喫煙率、学歴によって差 若者でくっきり
喫煙は格差の問題と大きく関わっている。厚生労働省の研究班が2010年の国民生活基礎調査をもとに調べたところ、学歴の違いで喫煙率に差がついた。
中でも25〜34歳の若い世代の差が大きい。男性は中卒の喫煙率が68・4%、高卒が55・9%に対し、大卒は36・5%、大学院卒は19・4%。
女性はそれぞれ49・3%、23・9%、6・6%、4・8%だった。
健康格差に詳しい、近藤尚己・東京大准教授は「若者でこれだけ喫煙率に差が広がっているのは、
未成年の段階で、すでに情報や環境の面で格差があることがうかがえる。未成年でたばこを吸い始めないための手立てが必要だ」という。

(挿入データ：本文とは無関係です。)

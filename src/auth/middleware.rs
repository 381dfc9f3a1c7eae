//! Authentication middleware
//!
//! Protects routes that require authentication.

use axum::{
    async_trait,
    extract::{FromRef, FromRequestParts, State},
    http::{HeaderMap, Request, request::Parts},
    middleware::Next,
    response::Response,
};
use axum_extra::extract::CookieJar;

use super::session::{Session, verify_session_token};
use crate::AppState;
use crate::error::AppError;

fn extract_token_from_headers(headers: &HeaderMap) -> Option<String> {
    headers
        .get("Authorization")
        .and_then(|h| h.to_str().ok())
        .and_then(|h| h.strip_prefix("Bearer "))
        .map(ToOwned::to_owned)
        .or_else(|| {
            let jar = CookieJar::from_headers(headers);
            jar.get("session").map(|cookie| cookie.value().to_owned())
        })
}

async fn authenticate_token(token: &str, state: &AppState) -> Result<Session, AppError> {
    let session = verify_session_token(token, &state.config.auth.session_secret)?;

    // A valid signature is not enough: the referenced account must
    // still exist (sessions are stateless and outlive nothing).
    if state
        .db
        .get_account_by_id(&session.account_id)
        .await?
        .is_none()
    {
        return Err(AppError::Unauthorized);
    }

    Ok(session)
}

/// Middleware to require authentication
///
/// Extracts and verifies session from cookie or Authorization header.
/// Adds Session to request extensions if valid.
///
/// # Usage
/// ```ignore
/// let protected_routes = Router::new()
///     .route("/metrics", ...)
///     .layer(middleware::from_fn_with_state(state, require_auth));
/// ```
pub async fn require_auth(
    State(state): State<AppState>,
    _jar: CookieJar,
    mut request: Request<axum::body::Body>,
    next: Next,
) -> Result<Response, AppError> {
    let token = extract_token_from_headers(request.headers()).ok_or(AppError::Unauthorized)?;

    // Verify token and get session
    let session = authenticate_token(&token, &state).await?;

    // Add session to request extensions
    request.extensions_mut().insert(session);

    // Continue to next handler
    Ok(next.run(request).await)
}

/// Extractor for current authenticated user
///
/// Use in handlers to get the current session.
///
/// # Usage
/// ```ignore
/// async fn handler(
///     CurrentUser(session): CurrentUser,
/// ) -> impl IntoResponse {
///     format!("Hello, {}", session.username)
/// }
/// ```
#[derive(Debug, Clone)]
pub struct CurrentUser(pub Session);

#[async_trait]
impl<S> FromRequestParts<S> for CurrentUser
where
    AppState: FromRef<S>,
    S: Send + Sync,
{
    type Rejection = AppError;

    async fn from_request_parts(parts: &mut Parts, state: &S) -> Result<Self, Self::Rejection> {
        if let Some(session) = parts.extensions.get::<Session>().cloned() {
            return Ok(CurrentUser(session));
        }

        let app_state = AppState::from_ref(state);
        let token = extract_token_from_headers(&parts.headers).ok_or(AppError::Unauthorized)?;
        let session = authenticate_token(&token, &app_state).await?;
        parts.extensions.insert(session.clone());

        Ok(CurrentUser(session))
    }
}

/// Optional current user extractor
///
/// Returns None if not authenticated, instead of error.
#[derive(Debug, Clone)]
pub struct MaybeUser(pub Option<Session>);

#[async_trait]
impl<S> FromRequestParts<S> for MaybeUser
where
    AppState: FromRef<S>,
    S: Send + Sync,
{
    type Rejection = std::convert::Infallible;

    async fn from_request_parts(parts: &mut Parts, state: &S) -> Result<Self, Self::Rejection> {
        if let Some(session) = parts.extensions.get::<Session>().cloned() {
            return Ok(MaybeUser(Some(session)));
        }

        let app_state = AppState::from_ref(state);
        let session = match extract_token_from_headers(&parts.headers) {
            Some(token) => authenticate_token(&token, &app_state).await.ok(),
            None => None,
        };

        if let Some(session) = &session {
            parts.extensions.insert(session.clone());
        }

        Ok(MaybeUser(session))
    }
}
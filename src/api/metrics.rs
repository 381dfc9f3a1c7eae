//! Metrics surface
//!
//! Serves the `aviary_*` instruments (request counts, the account and
//! follow-edge gauges, error counts) in Prometheus text format, and
//! carries the middleware that counts every routed request.

use axum::{
    Router,
    extract::{MatchedPath, Request},
    http::header,
    middleware::Next,
    response::{IntoResponse, Response},
    routing::get,
};
use prometheus::{Encoder, TextEncoder};

use crate::error::AppError;
use crate::metrics::{HTTP_REQUESTS_TOTAL, REGISTRY};

/// Count a request against `aviary_http_requests_total`.
///
/// Applied as a top-level layer so every routed endpoint is counted
/// with the same labels: method, the matched route pattern (not the
/// raw path, to keep label cardinality bounded), and response status.
pub async fn track_requests(request: Request, next: Next) -> Response {
    let method = request.method().to_string();
    let endpoint = request
        .extensions()
        .get::<MatchedPath>()
        .map(|path| path.as_str().to_string())
        .unwrap_or_else(|| "unmatched".to_string());

    let response = next.run(request).await;

    HTTP_REQUESTS_TOTAL
        .with_label_values(&[&method, &endpoint, response.status().as_str()])
        .inc();

    response
}

/// GET /metrics
///
/// Renders everything registered in the aviary registry.
async fn serve_metrics() -> Result<Response, AppError> {
    let encoder = TextEncoder::new();
    let families = REGISTRY.gather();

    let body = encoder
        .encode_to_string(&families)
        .map_err(|e| AppError::Internal(anyhow::anyhow!("metrics encoding failed: {e}")))?;

    Ok(([(header::CONTENT_TYPE, encoder.format_type())], body).into_response())
}

/// Create metrics router
///
/// Authentication is applied by the top-level router composition.
pub fn metrics_router<S>() -> Router<S>
where
    S: Clone + Send + Sync + 'static,
{
    Router::new().route("/metrics", get(serve_metrics))
}
//! Configuration management
//!
//! Loads configuration from:
//! 1. Default values
//! 2. Configuration file (config/local.toml)
//! 3. Environment variables (override)

use serde::Deserialize;
use std::{net::IpAddr, path::PathBuf};

/// Main application configuration
#[derive(Debug, Clone, Deserialize)]
pub struct AppConfig {
    pub server: ServerConfig,
    pub database: DatabaseConfig,
    pub auth: AuthConfig,
    pub profile: ProfileConfig,
    pub logging: LoggingConfig,
}

/// Server configuration
#[derive(Debug, Clone, Deserialize)]
pub struct ServerConfig {
    /// Bind address (e.g., "0.0.0.0")
    pub host: String,
    /// Port number (e.g., 8080)
    pub port: u16,
    /// Public domain (e.g., "social.example.com")
    pub domain: String,
    /// Protocol ("http" or "https")
    pub protocol: String,
}

impl ServerConfig {
    /// Get the base URL for the instance
    ///
    /// # Returns
    /// Full URL like "https://social.example.com"
    pub fn base_url(&self) -> String {
        format!("{}://{}", self.protocol, self.domain)
    }
}

/// Database configuration (SQLite only)
#[derive(Debug, Clone, Deserialize)]
pub struct DatabaseConfig {
    /// Path to SQLite database file
    pub path: PathBuf,
}

/// Authentication configuration
#[derive(Debug, Clone, Deserialize)]
pub struct AuthConfig {
    /// Session secret key (32+ bytes)
    pub session_secret: String,
    /// Session max age in seconds (default: 604800 = 7 days)
    pub session_max_age: i64,
}

/// Profile rendering configuration
#[derive(Debug, Clone, Deserialize)]
pub struct ProfileConfig {
    /// Image URL used when a profile has no avatar set
    pub default_image: String,
}

/// Logging configuration
#[derive(Debug, Clone, Deserialize)]
pub struct LoggingConfig {
    /// Log level: trace, debug, info, warn, error
    pub level: String,
    /// Log format: "pretty" or "json"
    pub format: String,
}

impl AppConfig {
    /// Load configuration from file and environment
    ///
    /// # Loading Order
    /// 1. Default values
    /// 2. config/default.toml (if exists)
    /// 3. config/local.toml (if exists)
    /// 4. Environment variables (AVIARY_*)
    ///
    /// # Errors
    /// Returns error if configuration is invalid
    pub fn load() -> Result<Self, crate::error::AppError> {
        use config::{Config, Environment, File};

        let config = Config::builder()
            // Start with default values
            .set_default("server.host", "127.0.0.1")?
            .set_default("server.port", 8080)?
            .set_default("server.protocol", "http")?
            .set_default("auth.session_max_age", 604800)?
            .set_default(
                "profile.default_image",
                "https://static.productionready.io/images/smiley-cyrus.jpg",
            )?
            .set_default("logging.level", "info")?
            .set_default("logging.format", "pretty")?
            // Load from config/default.toml if it exists
            .add_source(File::with_name("config/default").required(false))
            // Load from config/local.toml if it exists (overrides default)
            .add_source(File::with_name("config/local").required(false))
            // Load from environment variables (AVIARY_*)
            .add_source(
                Environment::with_prefix("AVIARY")
                    .separator("__")
                    .try_parsing(true),
            )
            .build()
            .map_err(|e| crate::error::AppError::Config(e.to_string()))?;

        let app_config: Self = config
            .try_deserialize()
            .map_err(|e| crate::error::AppError::Config(e.to_string()))?;
        app_config.validate()?;
        Ok(app_config)
    }

    fn validate(&self) -> Result<(), crate::error::AppError> {
        const MIN_SESSION_SECRET_BYTES: usize = 32;

        if self.auth.session_secret.as_bytes().len() < MIN_SESSION_SECRET_BYTES {
            return Err(crate::error::AppError::Config(format!(
                "auth.session_secret must be at least {} bytes",
                MIN_SESSION_SECRET_BYTES
            )));
        }

        if self.auth.session_max_age <= 0 {
            return Err(crate::error::AppError::Config(
                "auth.session_max_age must be greater than 0".to_string(),
            ));
        }

        if self.profile.default_image.trim().is_empty() {
            return Err(crate::error::AppError::Config(
                "profile.default_image must not be empty".to_string(),
            ));
        }

        if is_local_server_domain(&self.server.domain) {
            let host = normalized_server_host(&self.server.domain);
            if !self.server.protocol.eq_ignore_ascii_case("https") {
                tracing::warn!(
                    host = %host,
                    protocol = %self.server.protocol,
                    "Using plain http for local development"
                );
            }
        } else if !self.server.protocol.eq_ignore_ascii_case("https") {
            return Err(crate::error::AppError::Config(
                "server.protocol must be https for non-local server domains".to_string(),
            ));
        }

        Ok(())
    }
}

fn normalized_server_host(domain: &str) -> String {
    let trimmed = domain.trim();
    let parsed_host = url::Url::parse(&format!("http://{trimmed}"))
        .ok()
        .and_then(|url| url.host_str().map(|host| host.to_string()));
    let host = parsed_host.unwrap_or_else(|| trimmed.to_string());
    host.trim_end_matches('.').to_ascii_lowercase()
}

fn is_local_server_domain(domain: &str) -> bool {
    let host = normalized_server_host(domain);
    if host == "localhost" || host.ends_with(".localhost") {
        return true;
    }

    if let Ok(ip) = host.parse::<IpAddr>() {
        return ip.is_loopback() || ip.is_unspecified();
    }

    false
}

#[cfg(test)]
mod tests {
    use super::*;

    fn valid_config() -> AppConfig {
        AppConfig {
            server: ServerConfig {
                host: "127.0.0.1".to_string(),
                port: 8080,
                domain: "localhost".to_string(),
                protocol: "http".to_string(),
            },
            database: DatabaseConfig {
                path: PathBuf::from("/tmp/aviary-test.db"),
            },
            auth: AuthConfig {
                session_secret: "x".repeat(32),
                session_max_age: 604_800,
            },
            profile: ProfileConfig {
                default_image: "https://static.example.com/default-avatar.jpg".to_string(),
            },
            logging: LoggingConfig {
                level: "info".to_string(),
                format: "pretty".to_string(),
            },
        }
    }

    #[test]
    fn validate_accepts_http_on_localhost() {
        let config = valid_config();
        assert!(config.validate().is_ok());
    }

    #[test]
    fn validate_rejects_short_session_secret() {
        let mut config = valid_config();
        config.auth.session_secret = "short-secret".to_string();

        let error = config
            .validate()
            .expect_err("session secret shorter than 32 bytes must fail");
        assert!(matches!(
            error,
            crate::error::AppError::Config(message)
                if message.contains("auth.session_secret")
        ));
    }

    #[test]
    fn validate_rejects_http_for_non_local_domain() {
        let mut config = valid_config();
        config.server.domain = "social.example.com".to_string();
        config.server.protocol = "http".to_string();

        let error = config
            .validate()
            .expect_err("public domains must require https");
        assert!(matches!(
            error,
            crate::error::AppError::Config(message)
                if message.contains("server.protocol must be https")
        ));
    }

    #[test]
    fn validate_rejects_empty_default_image() {
        let mut config = valid_config();
        config.profile.default_image = "   ".to_string();

        assert!(config.validate().is_err());
    }
}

日本の高齢者約1万5千人を4年間追跡し、学歴別の死亡率を比べた2012年の論文では、男性で死亡リスクに最大約1・5倍の開きがあった。
「学歴の差が所得の差、ひいては喫煙、病気や寿命にも影響しているのかもしれない」と近藤さん。
「個人の努力だけで格差は縮まらない。屋内禁煙の法律やたばこ税の引き上げなど喫煙しにくい環境を政策で整えることが命の格差の改善につながる」という。